Emmanuel Vuillaume à la tête d’un impeccable Orchestre National Bordeaux Aquitaine, l’accompagne d’ailleurs avec une légèreté bienvenue et un plaisir évident de le laisser briller dans la cabalette si souvent esquivée, « Possente amor mi chiamo », couronnée par un retentissant contre ré. « En fermant les yeux » extrait de Manon, chanté dans un français immaculé, se déroule sans heurt, grâce à une ligne de chant solidement ancrée, qui lui permet d’alléger la phrase de manière touchante et poétique. Réentendre son Roméo permet de faire le point sur ce que ce juvénile musicien peut donner en public avec l’urgence de la scène et le stress qui va avec et la prise plus calme et posée du studio. La beauté vocale est similaire, le souffle aussi long, mais curieusement un soupçon d’incertitude plane dans les notes de passage qui précèdent l’aigu, élément que pointent les micros et qui mettent en lumière de menus détails qui restent encore à travailler. Une fois parvenu à « Parais », Pene Pati se libère pourtant et semble profiter subrepticement du moment de plénitude procuré. Nemorino et sa « Furtiva lagrima » convient sans surprise au chanteur qui infuse toute la douceur et la mélancolie du personnage à cette délicieuse évocation amoureuse.

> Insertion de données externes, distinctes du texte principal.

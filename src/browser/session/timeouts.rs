//! Timeout configuration methods.

use std::time::Duration;

use tracing::debug;

use crate::browser::timeouts::{TimeoutKind, Timeouts};
use crate::error::Result;
use crate::protocol::Command;

use super::Session;

// ============================================================================
// Session - Timeouts
// ============================================================================

impl Session {
    /// Reads the remote timeouts.
    pub async fn timeouts(&self) -> Result<Timeouts> {
        let value = self.call(Command::GetTimeouts).await?;
        Ok(Timeouts::from_wire(&value))
    }

    /// Applies every set value of `timeouts`.
    ///
    /// A changed implicit wait also becomes the local lookup deadline, but
    /// only once the remote end accepted it.
    pub async fn set_timeouts(&self, timeouts: &Timeouts) -> Result<()> {
        if timeouts.is_empty() {
            return Ok(());
        }

        debug!(?timeouts, "Setting timeouts");
        self.call(Command::SetTimeouts {
            timeouts: timeouts.to_wire(),
        })
        .await?;

        if let Some(implicit) = timeouts.implicit {
            self.set_implicit_wait(implicit);
        }
        Ok(())
    }

    /// Applies a single timeout.
    pub async fn set_timeout(&self, kind: TimeoutKind, value: Duration) -> Result<()> {
        let mut timeouts = Timeouts::new();
        timeouts.set(kind, value);
        self.set_timeouts(&timeouts).await
    }
}

// ============================================================================
// Tests
// ============================================================================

Si le répertoire actuel du ténor est celui-ci, il est évident que le musicien ne va pas y rester longtemps cantonné. Avec l’évolution des moyens, le désir de montrer d’autres aspects de sa personnalité et la volonté de répondre aux propositions de son directeur artistique Alain Lanceron, que l’on sent proche et extrêmement attentif à son poulain, Pene Pati a choisi d’étoffer ce premier rendez-vous discographique en multipliant les pistes.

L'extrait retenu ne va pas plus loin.